*Extracted records:*
************
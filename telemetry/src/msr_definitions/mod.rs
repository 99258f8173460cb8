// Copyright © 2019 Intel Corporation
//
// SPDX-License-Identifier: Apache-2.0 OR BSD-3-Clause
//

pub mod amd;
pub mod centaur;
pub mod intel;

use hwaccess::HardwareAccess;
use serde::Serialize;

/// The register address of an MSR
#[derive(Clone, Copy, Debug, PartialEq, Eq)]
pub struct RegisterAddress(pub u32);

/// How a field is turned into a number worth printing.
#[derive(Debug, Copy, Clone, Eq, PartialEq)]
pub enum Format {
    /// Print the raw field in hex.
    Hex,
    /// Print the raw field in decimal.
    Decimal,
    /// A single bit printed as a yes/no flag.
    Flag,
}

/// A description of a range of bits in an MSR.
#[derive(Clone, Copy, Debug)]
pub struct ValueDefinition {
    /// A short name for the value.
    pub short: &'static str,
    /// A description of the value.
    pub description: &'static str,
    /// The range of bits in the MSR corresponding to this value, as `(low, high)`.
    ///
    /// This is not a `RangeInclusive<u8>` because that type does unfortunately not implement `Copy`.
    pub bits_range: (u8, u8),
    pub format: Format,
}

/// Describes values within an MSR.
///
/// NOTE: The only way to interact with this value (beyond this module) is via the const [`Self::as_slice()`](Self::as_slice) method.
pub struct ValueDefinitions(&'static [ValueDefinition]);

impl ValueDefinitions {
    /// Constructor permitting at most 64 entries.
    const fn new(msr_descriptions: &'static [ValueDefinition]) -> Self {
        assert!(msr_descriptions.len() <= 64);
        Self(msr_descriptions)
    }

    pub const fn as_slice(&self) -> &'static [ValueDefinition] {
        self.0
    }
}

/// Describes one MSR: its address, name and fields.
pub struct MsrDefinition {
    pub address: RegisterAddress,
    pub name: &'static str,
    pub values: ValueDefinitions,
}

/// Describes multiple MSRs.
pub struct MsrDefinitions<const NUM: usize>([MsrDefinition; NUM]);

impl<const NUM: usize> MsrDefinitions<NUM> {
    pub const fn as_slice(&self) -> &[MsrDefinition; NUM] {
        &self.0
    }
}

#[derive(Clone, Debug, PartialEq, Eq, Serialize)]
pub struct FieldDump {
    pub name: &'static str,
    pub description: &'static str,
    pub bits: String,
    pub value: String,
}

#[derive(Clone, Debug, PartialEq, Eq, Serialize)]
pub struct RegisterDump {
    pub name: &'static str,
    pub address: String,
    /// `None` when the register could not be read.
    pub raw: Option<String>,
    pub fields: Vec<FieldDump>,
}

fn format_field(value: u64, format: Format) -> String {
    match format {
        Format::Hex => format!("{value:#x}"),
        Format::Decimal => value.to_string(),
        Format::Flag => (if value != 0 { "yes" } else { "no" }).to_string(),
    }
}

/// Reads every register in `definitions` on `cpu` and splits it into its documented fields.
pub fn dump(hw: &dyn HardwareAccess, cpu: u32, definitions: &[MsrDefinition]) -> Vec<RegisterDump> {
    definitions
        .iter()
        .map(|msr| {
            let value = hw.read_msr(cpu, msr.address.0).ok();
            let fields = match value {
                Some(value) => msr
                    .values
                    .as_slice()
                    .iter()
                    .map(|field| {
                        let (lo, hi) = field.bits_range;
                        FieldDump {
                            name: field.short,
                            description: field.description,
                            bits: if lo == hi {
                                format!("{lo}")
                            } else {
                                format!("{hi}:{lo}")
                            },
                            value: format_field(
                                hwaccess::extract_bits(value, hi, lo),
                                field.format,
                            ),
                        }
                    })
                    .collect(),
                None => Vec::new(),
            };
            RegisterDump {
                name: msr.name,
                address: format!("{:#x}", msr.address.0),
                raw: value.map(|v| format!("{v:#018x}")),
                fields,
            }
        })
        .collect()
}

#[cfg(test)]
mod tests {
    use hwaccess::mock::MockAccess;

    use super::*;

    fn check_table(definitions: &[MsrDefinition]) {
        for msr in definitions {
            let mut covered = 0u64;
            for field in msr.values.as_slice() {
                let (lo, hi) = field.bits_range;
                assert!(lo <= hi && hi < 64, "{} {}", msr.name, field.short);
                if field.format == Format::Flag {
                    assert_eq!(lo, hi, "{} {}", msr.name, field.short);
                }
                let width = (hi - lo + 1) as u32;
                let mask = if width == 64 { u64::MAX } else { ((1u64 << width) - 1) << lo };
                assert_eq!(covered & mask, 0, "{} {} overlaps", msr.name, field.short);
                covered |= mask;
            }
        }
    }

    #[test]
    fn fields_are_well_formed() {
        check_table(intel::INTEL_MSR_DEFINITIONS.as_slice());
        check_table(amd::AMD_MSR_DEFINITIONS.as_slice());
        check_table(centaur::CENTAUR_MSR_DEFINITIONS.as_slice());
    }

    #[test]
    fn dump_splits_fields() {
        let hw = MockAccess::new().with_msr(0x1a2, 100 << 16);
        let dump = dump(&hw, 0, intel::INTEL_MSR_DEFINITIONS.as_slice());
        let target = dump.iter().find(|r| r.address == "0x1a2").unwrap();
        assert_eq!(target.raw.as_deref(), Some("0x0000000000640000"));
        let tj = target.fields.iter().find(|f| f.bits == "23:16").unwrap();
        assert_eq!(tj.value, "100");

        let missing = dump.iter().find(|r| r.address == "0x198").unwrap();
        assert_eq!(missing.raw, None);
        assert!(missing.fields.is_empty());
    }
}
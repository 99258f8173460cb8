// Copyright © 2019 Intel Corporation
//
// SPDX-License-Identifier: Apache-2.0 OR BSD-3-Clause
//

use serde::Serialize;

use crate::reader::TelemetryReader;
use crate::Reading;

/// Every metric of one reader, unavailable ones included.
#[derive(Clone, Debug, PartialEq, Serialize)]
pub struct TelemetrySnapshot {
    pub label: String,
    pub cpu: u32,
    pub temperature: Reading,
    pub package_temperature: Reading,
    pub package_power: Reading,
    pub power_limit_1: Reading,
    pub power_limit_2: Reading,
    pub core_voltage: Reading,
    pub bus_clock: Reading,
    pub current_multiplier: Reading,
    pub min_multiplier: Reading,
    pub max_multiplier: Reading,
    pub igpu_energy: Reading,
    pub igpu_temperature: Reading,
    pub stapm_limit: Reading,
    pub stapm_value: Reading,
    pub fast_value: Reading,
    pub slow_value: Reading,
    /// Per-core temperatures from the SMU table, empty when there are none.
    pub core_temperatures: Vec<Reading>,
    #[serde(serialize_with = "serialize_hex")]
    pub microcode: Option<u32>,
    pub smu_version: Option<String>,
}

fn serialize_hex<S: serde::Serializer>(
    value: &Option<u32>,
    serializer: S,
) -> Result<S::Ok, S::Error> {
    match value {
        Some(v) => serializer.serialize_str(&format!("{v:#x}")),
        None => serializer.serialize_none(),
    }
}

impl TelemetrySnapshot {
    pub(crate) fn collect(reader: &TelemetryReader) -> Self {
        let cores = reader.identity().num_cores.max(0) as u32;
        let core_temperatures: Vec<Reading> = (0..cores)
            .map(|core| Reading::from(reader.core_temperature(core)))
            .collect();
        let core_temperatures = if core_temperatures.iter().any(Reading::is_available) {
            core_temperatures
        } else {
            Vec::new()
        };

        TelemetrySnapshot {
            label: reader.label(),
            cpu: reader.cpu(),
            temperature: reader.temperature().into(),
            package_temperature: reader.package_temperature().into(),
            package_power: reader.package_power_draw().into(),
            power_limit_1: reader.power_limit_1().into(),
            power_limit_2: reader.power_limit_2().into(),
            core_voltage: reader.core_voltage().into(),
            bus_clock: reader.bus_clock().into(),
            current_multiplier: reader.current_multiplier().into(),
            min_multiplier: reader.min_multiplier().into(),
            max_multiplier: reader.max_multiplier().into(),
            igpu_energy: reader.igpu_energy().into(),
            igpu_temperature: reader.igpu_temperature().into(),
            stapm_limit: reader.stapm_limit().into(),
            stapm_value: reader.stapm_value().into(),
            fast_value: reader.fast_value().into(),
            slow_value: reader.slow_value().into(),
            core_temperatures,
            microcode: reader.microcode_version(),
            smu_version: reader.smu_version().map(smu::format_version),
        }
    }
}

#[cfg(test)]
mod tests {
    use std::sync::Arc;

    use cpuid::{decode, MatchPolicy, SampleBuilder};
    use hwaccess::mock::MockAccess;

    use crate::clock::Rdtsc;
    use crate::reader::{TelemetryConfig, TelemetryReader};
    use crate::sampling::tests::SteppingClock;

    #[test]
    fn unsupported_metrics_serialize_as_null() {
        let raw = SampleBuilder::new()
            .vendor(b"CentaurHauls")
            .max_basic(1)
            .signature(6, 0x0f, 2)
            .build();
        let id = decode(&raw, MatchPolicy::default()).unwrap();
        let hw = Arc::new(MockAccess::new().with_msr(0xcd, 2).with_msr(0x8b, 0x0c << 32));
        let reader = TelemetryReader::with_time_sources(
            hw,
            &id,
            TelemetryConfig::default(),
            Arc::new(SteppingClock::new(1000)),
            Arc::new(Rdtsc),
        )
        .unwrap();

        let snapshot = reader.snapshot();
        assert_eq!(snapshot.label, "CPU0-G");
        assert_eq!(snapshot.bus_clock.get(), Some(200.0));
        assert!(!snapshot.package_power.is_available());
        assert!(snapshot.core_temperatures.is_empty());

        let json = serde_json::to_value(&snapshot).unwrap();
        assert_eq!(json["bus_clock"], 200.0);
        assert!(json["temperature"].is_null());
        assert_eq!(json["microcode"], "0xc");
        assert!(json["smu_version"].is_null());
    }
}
************
*Assignment:* Each line that holds the string "FieldDump" is to be copied from the entries above.

*Solution for this exercise:*
pub struct FieldDump {
    pub fields: Vec<FieldDump>,
                        FieldDump {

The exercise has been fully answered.